● Brief
The answer must consist of every line in the records below that contains the string "struct".
*** Opening of Listed entries ***
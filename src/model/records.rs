//! Dataset record types
//!
//! Field order in each struct is the column (or key) order of the output
//! file.

use super::enums::*;
use chrono::NaiveDate;
use serde::{Deserialize, Serialize, Serializer};

/// A record written as one CSV row
///
/// `HEADERS` is the header row, in field order. It is written when the file
/// is opened, so a file with no rows still carries it.
pub trait CsvRecord {
    const HEADERS: &'static [&'static str];
}

/// Write a money amount with exactly two decimals
fn cents<S: Serializer>(value: &f64, serializer: S) -> Result<S::Ok, S::Error> {
    serializer.collect_str(&format_args!("{:.2}", value))
}

#[derive(Debug, Clone, PartialEq, Serialize, Deserialize)]
pub struct Contract {
    pub contract_id: String,
    pub contract_number: String,
    pub vendor_id: String,
    pub project_id: String,
    pub contract_type: ContractType,
    pub start_date: NaiveDate,
    pub end_date: NaiveDate,
    #[serde(serialize_with = "cents")]
    pub original_value: f64,
    #[serde(serialize_with = "cents")]
    pub current_value: f64,
    pub status: ContractStatus,
    pub department: Department,
    pub description: String,
    pub contracting_officer: String,
}

/// Historical delivery metrics of a vendor
#[derive(Debug, Clone, PartialEq, Serialize, Deserialize)]
pub struct PastPerformance {
    pub on_time_delivery_rate: f64,
    pub quality_rating: f64,
    /// Negative is under budget
    pub cost_variance: f64,
    pub contracts_completed: u32,
    pub avg_contract_value: f64,
}

#[derive(Debug, Clone, PartialEq, Eq, Serialize, Deserialize)]
pub struct PointOfContact {
    pub name: String,
    pub title: String,
    pub phone: String,
    pub email: String,
}

#[derive(Debug, Clone, PartialEq, Serialize, Deserialize)]
pub struct Vendor {
    pub vendor_id: String,
    pub name: String,
    pub duns_number: String,
    pub cage_code: String,
    pub address: String,
    pub city: String,
    pub state: String,
    pub zip_code: String,
    pub phone: String,
    pub email: String,
    pub website: String,
    pub size: VendorSize,
    pub categories: Vec<String>,
    pub socioeconomic: Vec<String>,
    pub annual_revenue: f64,
    pub year_established: u16,
    pub past_performance: PastPerformance,
    pub active_contracts: u32,
    pub point_of_contact: PointOfContact,
}

#[derive(Debug, Clone, PartialEq, Serialize, Deserialize)]
pub struct Project {
    pub project_id: String,
    pub name: String,
    #[serde(rename = "type")]
    pub project_type: ProjectType,
    pub description: String,
    pub start_date: NaiveDate,
    pub end_date: NaiveDate,
    #[serde(serialize_with = "cents")]
    pub total_budget: f64,
    pub department: Department,
    pub program_manager: String,
    pub priority: Priority,
}

#[derive(Debug, Clone, PartialEq, Serialize, Deserialize)]
pub struct Transaction {
    pub transaction_id: String,
    pub contract_id: String,
    pub transaction_date: NaiveDate,
    #[serde(serialize_with = "cents")]
    pub amount: f64,
    #[serde(rename = "type")]
    pub transaction_type: TransactionType,
    pub description: String,
    pub fiscal_year: i32,
    pub fiscal_quarter: u8,
    pub invoice_number: String,
    pub approved_by: String,
}

#[derive(Debug, Clone, PartialEq, Serialize, Deserialize)]
pub struct Modification {
    pub modification_id: String,
    pub contract_id: String,
    pub mod_number: String,
    pub mod_date: NaiveDate,
    #[serde(rename = "type")]
    pub modification_type: ModificationType,
    pub description: String,
    #[serde(serialize_with = "cents")]
    pub value_change: f64,
    pub days_change: i32,
    pub approved_by: String,
    pub status: ModificationStatus,
}

#[derive(Debug, Clone, PartialEq, Serialize, Deserialize)]
pub struct Deliverable {
    pub deliverable_id: String,
    pub contract_id: String,
    pub title: String,
    #[serde(rename = "type")]
    pub deliverable_type: DeliverableType,
    pub due_date: NaiveDate,
    /// Set only for delivered, accepted or rejected items
    pub delivery_date: Option<NaiveDate>,
    pub status: DeliverableStatus,
    pub description: String,
    pub accepted: Acceptance,
    pub reviewer: String,
}

#[derive(Debug, Clone, PartialEq, Eq, Serialize, Deserialize)]
pub struct Personnel {
    pub personnel_id: String,
    pub name: String,
    pub role: PersonnelRole,
    pub department: Department,
    pub email: String,
    pub phone: String,
    pub security_clearance: SecurityClearance,
    pub hire_date: NaiveDate,
    pub supervisor: Option<String>,
}

impl CsvRecord for Contract {
    const HEADERS: &'static [&'static str] = &[
        "contract_id",
        "contract_number",
        "vendor_id",
        "project_id",
        "contract_type",
        "start_date",
        "end_date",
        "original_value",
        "current_value",
        "status",
        "department",
        "description",
        "contracting_officer",
    ];
}

impl CsvRecord for Project {
    const HEADERS: &'static [&'static str] = &[
        "project_id",
        "name",
        "type",
        "description",
        "start_date",
        "end_date",
        "total_budget",
        "department",
        "program_manager",
        "priority",
    ];
}

impl CsvRecord for Transaction {
    const HEADERS: &'static [&'static str] = &[
        "transaction_id",
        "contract_id",
        "transaction_date",
        "amount",
        "type",
        "description",
        "fiscal_year",
        "fiscal_quarter",
        "invoice_number",
        "approved_by",
    ];
}

impl CsvRecord for Modification {
    const HEADERS: &'static [&'static str] = &[
        "modification_id",
        "contract_id",
        "mod_number",
        "mod_date",
        "type",
        "description",
        "value_change",
        "days_change",
        "approved_by",
        "status",
    ];
}

impl CsvRecord for Deliverable {
    const HEADERS: &'static [&'static str] = &[
        "deliverable_id",
        "contract_id",
        "title",
        "type",
        "due_date",
        "delivery_date",
        "status",
        "description",
        "accepted",
        "reviewer",
    ];
}

impl CsvRecord for Personnel {
    const HEADERS: &'static [&'static str] = &[
        "personnel_id",
        "name",
        "role",
        "department",
        "email",
        "phone",
        "security_clearance",
        "hire_date",
        "supervisor",
    ];
}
*** Close of Listed entries ***
● Answer
//! Field order in each struct is the column (or key) order of the output
pub struct Contract {
pub struct PastPerformance {
pub struct PointOfContact {
pub struct Vendor {
pub struct Project {
pub struct Transaction {
pub struct Modification {
pub struct Deliverable {
pub struct Personnel {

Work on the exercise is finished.